Dataset entries
· · · · · · ·

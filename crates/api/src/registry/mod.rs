//! Router auto-discovery.
//!
//! Every immediate subdirectory of the apps root is a candidate app. A
//! candidate that carries the conventionally named routes file is handed to
//! a [`RouteModuleLoader`], and each router it yields is mounted under a
//! prefix rendered from the app's directory name.

mod catalog;
mod pattern;

pub use catalog::{AppCatalog, AppModule};
pub use pattern::{PatternKind, RoutePattern, title_case};

use std::collections::BTreeSet;
use std::error::Error as StdError;
use std::path::{Path, PathBuf};

use axum::Router;
use thiserror::Error;
use tracing::{debug, info};
use utoipa::openapi::OpenApi;

use launchpad_core::{
    RoutingSettings,
    settings::{DEFAULT_PREFIX_PATTERN, DEFAULT_TAG_PATTERN},
};

use crate::factory::ApplicationFactory;

pub const DEFAULT_ROUTES_FILE: &str = "routes.rs";

#[derive(Debug, Error)]
pub enum RegistryError {
    #[error("apps directory `{0}` does not exist")]
    AppsDirMissing(PathBuf),

    #[error("apps path `{0}` is not a directory")]
    NotADirectory(PathBuf),

    #[error("invalid {kind} pattern `{pattern}`: {reason}")]
    Pattern {
        kind: &'static str,
        pattern: String,
        reason: String,
    },

    #[error("app directory name `{0}` is not a valid path segment")]
    InvalidAppName(String),

    #[error("failed to read `{path}`")]
    Io {
        path: PathBuf,
        #[source]
        source: std::io::Error,
    },

    #[error(transparent)]
    ModuleLoad(#[from] ModuleLoadError),
}

#[derive(Debug, Error)]
pub enum ModuleLoadError {
    #[error("app `{0}` has a routes module but is not compiled into the app catalog")]
    NotInCatalog(String),

    #[error("app `{app}` failed to load")]
    Failed {
        app: String,
        #[source]
        source: Box<dyn StdError + Send + Sync>,
    },
}

impl ModuleLoadError {
    pub fn failed(app: impl Into<String>, source: impl Into<Box<dyn StdError + Send + Sync>>) -> Self {
        Self::Failed {
            app: app.into(),
            source: source.into(),
        }
    }
}

/// One app directory found under the apps root.
#[derive(Debug, Clone, PartialEq, Eq)]
pub struct RouteModule {
    pub name: String,
    pub path: PathBuf,
}

/// What a loader hands back for an app that exposes a router.
pub struct Loaded<S> {
    pub router: Router<S>,
    pub openapi: Option<OpenApi>,
}

impl<S> From<Router<S>> for Loaded<S> {
    fn from(router: Router<S>) -> Self {
        Self {
            router,
            openapi: None,
        }
    }
}

/// Resolves a discovered app directory to its router.
///
/// `Ok(None)` means the app has no router and is skipped; `Err` aborts the
/// whole registration pass.
pub trait RouteModuleLoader<S> {
    fn load(&self, module: &RouteModule) -> Result<Option<Loaded<S>>, ModuleLoadError>;
}

impl<S, F> RouteModuleLoader<S> for F
where
    F: Fn(&RouteModule) -> Result<Option<Loaded<S>>, ModuleLoadError>,
{
    fn load(&self, module: &RouteModule) -> Result<Option<Loaded<S>>, ModuleLoadError> {
        self(module)
    }
}

/// A router ready to be mounted by the factory.
pub struct RouterRegistration<S> {
    pub app_name: String,
    pub router: Router<S>,
    pub prefix: String,
    pub tags: BTreeSet<String>,
    pub openapi: Option<OpenApi>,
}

impl<S> RouterRegistration<S> {
    pub fn new(app_name: impl Into<String>, prefix: impl Into<String>, router: Router<S>) -> Self {
        Self {
            app_name: app_name.into(),
            router,
            prefix: prefix.into(),
            tags: BTreeSet::new(),
            openapi: None,
        }
    }

    pub fn with_tag(mut self, tag: impl Into<String>) -> Self {
        self.tags.insert(tag.into());
        self
    }

    pub fn with_openapi(mut self, openapi: OpenApi) -> Self {
        self.openapi = Some(openapi);
        self
    }
}

impl<S> std::fmt::Debug for RouterRegistration<S> {
    fn fmt(&self, f: &mut std::fmt::Formatter<'_>) -> std::fmt::Result {
        f.debug_struct("RouterRegistration")
            .field("app_name", &self.app_name)
            .field("prefix", &self.prefix)
            .field("tags", &self.tags)
            .field("openapi", &self.openapi.is_some())
            .finish_non_exhaustive()
    }
}

#[derive(Debug, Clone, PartialEq, Eq)]
pub struct RegistryConfig {
    pub apps_dir: PathBuf,
    pub routes_file: String,
    pub prefix_pattern: String,
    pub tag_pattern: String,
}

impl RegistryConfig {
    pub fn new(apps_dir: impl Into<PathBuf>) -> Self {
        Self {
            apps_dir: apps_dir.into(),
            routes_file: DEFAULT_ROUTES_FILE.to_string(),
            prefix_pattern: DEFAULT_PREFIX_PATTERN.to_string(),
            tag_pattern: DEFAULT_TAG_PATTERN.to_string(),
        }
    }

    /// `default_apps_dir` is used when the settings leave the apps root unset.
    pub fn from_settings(settings: &RoutingSettings, default_apps_dir: &Path) -> Self {
        Self {
            apps_dir: settings
                .apps_dir
                .clone()
                .unwrap_or_else(|| default_apps_dir.to_path_buf()),
            routes_file: DEFAULT_ROUTES_FILE.to_string(),
            prefix_pattern: settings.prefix_pattern.clone(),
            tag_pattern: settings.tag_pattern.clone(),
        }
    }

    pub fn with_prefix_pattern(mut self, pattern: impl Into<String>) -> Self {
        self.prefix_pattern = pattern.into();
        self
    }

    pub fn with_tag_pattern(mut self, pattern: impl Into<String>) -> Self {
        self.tag_pattern = pattern.into();
        self
    }

    pub fn with_routes_file(mut self, file_name: impl Into<String>) -> Self {
        self.routes_file = file_name.into();
        self
    }
}

#[derive(Debug, Clone)]
pub struct RouterRegistry {
    config: RegistryConfig,
    prefix: RoutePattern,
    tag: RoutePattern,
}

impl RouterRegistry {
    /// Validates both patterns up front; nothing touches the filesystem yet.
    pub fn new(config: RegistryConfig) -> Result<Self, RegistryError> {
        let prefix = RoutePattern::prefix(&config.prefix_pattern)?;
        let tag = RoutePattern::tag(&config.tag_pattern)?;
        Ok(Self {
            config,
            prefix,
            tag,
        })
    }

    pub fn config(&self) -> &RegistryConfig {
        &self.config
    }

    /// Immediate app subdirectories, sorted by name.
    pub fn discover(&self) -> Result<Vec<RouteModule>, RegistryError> {
        let root = &self.config.apps_dir;
        if !root.exists() {
            return Err(RegistryError::AppsDirMissing(root.clone()));
        }
        if !root.is_dir() {
            return Err(RegistryError::NotADirectory(root.clone()));
        }

        let io_err = |source: std::io::Error| RegistryError::Io {
            path: root.clone(),
            source,
        };

        let mut modules = Vec::new();
        for entry in std::fs::read_dir(root).map_err(io_err)? {
            let entry = entry.map_err(io_err)?;
            let path = entry.path();
            if !path.is_dir() {
                continue;
            }

            let name = entry.file_name().to_string_lossy().into_owned();
            if name.starts_with('.') || name.starts_with('_') {
                debug!(app = %name, "skipping private directory");
                continue;
            }
            modules.push(RouteModule { name, path });
        }

        modules.sort_by(|a, b| a.name.cmp(&b.name));
        Ok(modules)
    }

    /// Loads a registration for every discovered app that has a routes
    /// module and a router, in discovery order.
    pub fn collect<S, L>(&self, loader: &L) -> Result<Vec<RouterRegistration<S>>, RegistryError>
    where
        L: RouteModuleLoader<S> + ?Sized,
    {
        let mut registrations = Vec::new();

        for module in self.discover()? {
            let routes = module.path.join(&self.config.routes_file);
            if !routes.is_file() {
                debug!(app = %module.name, "no routes module, skipping");
                continue;
            }
            if !is_valid_app_name(&module.name) {
                return Err(RegistryError::InvalidAppName(module.name));
            }

            let Some(loaded) = loader.load(&module)? else {
                info!(app = %module.name, "routes module exposes no router, skipping");
                continue;
            };

            let prefix = self.prefix.render(&module.name);
            let tag = self.tag.render(&module.name);
            info!(app = %module.name, prefix = %prefix, tag = %tag, "discovered router");

            registrations.push(RouterRegistration {
                app_name: module.name,
                router: loaded.router,
                prefix,
                tags: BTreeSet::from([tag]),
                openapi: loaded.openapi,
            });
        }

        Ok(registrations)
    }

    /// Collects registrations and includes them into `factory` in order.
    pub fn register<S, L>(
        &self,
        factory: ApplicationFactory<S>,
        loader: &L,
    ) -> Result<ApplicationFactory<S>, RegistryError>
    where
        S: Clone + Send + Sync + 'static,
        L: RouteModuleLoader<S> + ?Sized,
    {
        let registrations = self.collect(loader)?;
        info!(count = registrations.len(), "registering app routers");

        Ok(registrations
            .into_iter()
            .fold(factory, |factory, registration| factory.include(registration)))
    }
}

fn is_valid_app_name(name: &str) -> bool {
    !name.is_empty()
        && name
            .chars()
            .all(|c| c.is_ascii_alphanumeric() || c == '_' || c == '-')
}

· · · · · · ·

■ **Problem statement**: Copy each line of the records containing the string "push".

■ **Answer**:
            modules.push(RouteModule { name, path });
            registrations.push(RouterRegistration {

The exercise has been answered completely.